Au demeurant, selon l'aveu du même auteur, tous les révolutionnaires admettent que «les unions de l'avenir seront fondées sur le libre choix affectif, et résiliables, quand le sentiment qui les inspira ne les soutiendra plus 131.» Cette concession faite, combien de gens,--en dehors de ces «Volontaires de l'Idée» à l'âme hautaine et au verbe si fier,--auront le coeur assez pur et assez noble pour fuir l'incontinence? L'amour libre est si proche du libertinage, que le commun passera de l'un à l'autre sans hésitation ni scrupule.

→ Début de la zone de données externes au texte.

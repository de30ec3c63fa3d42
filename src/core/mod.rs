//! Core business logic for Orderwatch.
//!
//! # Modules
//!
//! - [`processor`] - Applies the delivery rule to one order and fires alerts
//! - [`pipeline`] - Drives a full fetch → process → publish pass
//!
//! # Example
//!
//! ```rust,no_run
//! use orderwatch::adapters::create_services;
//! use orderwatch::config::load_config;
//! use orderwatch::core::pipeline::PipelineDriver;
//!
//! # async fn example() -> Result<(), Box<dyn std::error::Error>> {
//! let config = load_config("orderwatch.toml")?;
//! let services = create_services(&config, false)?;
//!
//! let (_shutdown_tx, shutdown_rx) = tokio::sync::watch::channel(false);
//! let summary = PipelineDriver::new(services, shutdown_rx).run().await;
//!
//! println!("Published: {}", summary.orders_published);
//! println!("Alerts sent: {}", summary.alerts_sent);
//! # Ok(())
//! # }
//! ```

pub mod pipeline;
pub mod processor;

#[cfg(test)]
pub(crate) mod testing;

pub use processor::{AlertTally, OrderProcessor, ProcessOutcome};
//! CLI command implementations

pub mod init;
pub mod run;
pub mod validate;
//! Update API client

use super::client::EndpointClient;
use crate::adapters::traits::{SendOutcome, UpdatePublisher};
use crate::config::HttpConfig;
use crate::domain::{Order, Result};
use crate::log_send_outcome;
use async_trait::async_trait;

/// Posts processed orders to the update API
pub struct HttpUpdatePublisher {
    endpoint: EndpointClient,
}

impl HttpUpdatePublisher {
    /// Create a publisher for the given update endpoint
    pub fn new(url: impl Into<String>, config: &HttpConfig) -> Result<Self> {
        Ok(Self {
            endpoint: EndpointClient::new(url, config)?,
        })
    }
}

#[async_trait]
impl UpdatePublisher for HttpUpdatePublisher {
    async fn publish(&self, order: &Order) -> SendOutcome {
        let outcome = match self.endpoint.post().json(order).send().await {
            Ok(resp) if resp.status().is_success() => SendOutcome::Sent,
            Ok(resp) => {
                tracing::debug!(
                    order_id = %order.id,
                    status = resp.status().as_u16(),
                    "Update endpoint returned non-success status"
                );
                SendOutcome::Failed
            }
            Err(e) => {
                tracing::debug!(order_id = %order.id, error = %e, "Update request failed");
                SendOutcome::Failed
            }
        };

        log_send_outcome!(
            outcome.is_sent(),
            order.id,
            "Updated order sent for processing",
            "Failed to send updated order for processing"
        );

        outcome
    }
}
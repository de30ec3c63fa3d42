//! Pipeline driver
//!
//! Runs a single pass: fetch the batch once, then for each order in turn
//! process it and publish the result. Orders whose processing failed are
//! still published, unchanged. A failed fetch and documents dropped during
//! decoding are recorded as run errors.

use crate::adapters::factory::PipelineServices;
use crate::adapters::traits::FetchedBatch;
use crate::core::pipeline::summary::{RunError, RunErrorType, RunSummary};
use crate::core::processor::OrderProcessor;
use crate::domain::{Order, ProcessingError};
use std::time::Instant;
use tokio::sync::watch;
use tracing::Instrument;
use uuid::Uuid;

/// Drives one fetch → process → publish pass
pub struct PipelineDriver {
    services: PipelineServices,
    shutdown_signal: watch::Receiver<bool>,
}

impl PipelineDriver {
    /// Create a driver
    ///
    /// `shutdown_signal` is checked between orders. Once it reads `true` the
    /// remaining orders are skipped.
    pub fn new(services: PipelineServices, shutdown_signal: watch::Receiver<bool>) -> Self {
        Self {
            services,
            shutdown_signal,
        }
    }

    /// Execute one pass and return its summary
    pub async fn run(&self) -> RunSummary {
        let run_id = Uuid::new_v4();
        let span = tracing::info_span!("pipeline_run", run_id = %run_id);
        self.execute(run_id).instrument(span).await
    }

    async fn execute(&self, run_id: Uuid) -> RunSummary {
        let start_time = Instant::now();
        let mut summary = RunSummary::new(run_id);

        tracing::info!("Starting pipeline run");

        let batch = self.services.repository.fetch_orders().await;
        let orders = record_fetch(&mut summary, batch);

        if orders.is_empty() {
            tracing::info!("No orders to process");
            let summary = summary.with_duration(start_time.elapsed());
            summary.log_summary();
            return summary;
        }

        tracing::info!(count = orders.len(), "Processing orders");

        let mut processor = OrderProcessor::new(self.services.notifier.clone());

        for mut order in orders {
            if *self.shutdown_signal.borrow() {
                tracing::warn!(
                    remaining = summary.orders_fetched - summary.orders_processed,
                    "Shutdown requested, skipping remaining orders"
                );
                summary.interrupted = true;
                break;
            }

            summary.orders_processed += 1;
            let context = format!("order_id={}", order.id);

            match processor.process_order(&mut order) {
                Ok(outcome) => {
                    summary.delivered_items += outcome.delivered;
                    summary.item_errors += outcome.item_errors.len();
                    for error in outcome.item_errors {
                        summary.add_error(processing_error(&error).with_context(context.clone()));
                    }
                }
                Err(error) => {
                    summary.malformed_orders += 1;
                    summary.add_error(processing_error(&error).with_context(context.clone()));
                }
            }

            if self.services.publisher.publish(&order).await.is_sent() {
                summary.orders_published += 1;
            } else {
                summary.publish_failures += 1;
                summary.add_error(
                    RunError::new(RunErrorType::Publish, "Update endpoint rejected order")
                        .with_context(context),
                );
            }
        }

        let pending = processor.pending_alerts();
        if pending > 0 {
            tracing::debug!(pending, "Waiting for outstanding alerts");
        }
        let tally = processor.drain_alerts().await;
        summary.alerts_sent = tally.sent;
        summary.alerts_failed = tally.failed;

        let summary = summary.with_duration(start_time.elapsed());
        summary.log_summary();
        summary
    }
}

fn record_fetch(summary: &mut RunSummary, batch: FetchedBatch) -> Vec<Order> {
    if let Some(error) = batch.fetch_error {
        summary.fetch_failed = true;
        summary.add_error(RunError::new(RunErrorType::Fetch, error));
    }

    summary.orders_dropped = batch.dropped.len();
    for dropped in batch.dropped {
        let context = match dropped.order_id {
            Some(order_id) => format!("index={}, order_id={order_id}", dropped.index),
            None => format!("index={}", dropped.index),
        };
        summary.add_error(RunError::new(RunErrorType::Decode, dropped.reason).with_context(context));
    }

    summary.orders_fetched = batch.orders.len();
    batch.orders
}

fn processing_error(error: &ProcessingError) -> RunError {
    let error_type = match error {
        ProcessingError::MalformedOrder { .. } => RunErrorType::MalformedOrder,
        ProcessingError::MissingStatus { .. } => RunErrorType::MissingStatus,
    };
    RunError::new(error_type, error.to_string())
}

Note 131: (retour) Le Socialisme intégral, t. I, chap. VII, pp. 371, 372 et 375.

M. Jean Grave a beau nous vanter «l'entente libre de deux êtres libres,» et nous montrer tout ce que les relations sexuelles y gagneront en franchise et en aisance; il a beau nous assurer que, dans le choix qu'ils feront d'une compagne ou d'un compagnon, l'homme et la femme émancipés, loin d'obéir aux viles préoccupations de l'existence, n'interrogeront que leur «idéal éthique et esthétique:» il ne parviendra pas à nous faire oublier combien les unions privées du frein religieux et des garanties civiles deviendront précaires et instables. «Lorsque la femme aime, ajoute-t-il, elle se moque des lois, de l'opinion et de tout le reste; laissons-la donc s'épancher librement!» Dès qu'elle est prise de la nostalgie de la boue, n'est-ce pas son droit de se jeter à plat ventre dans le ruisseau? Mais rassurez-vous, gens de peu de foi: il n'est pas douteux que, la consécration officielle abolie, «les associations sexuelles seront plus normales et plus unies.»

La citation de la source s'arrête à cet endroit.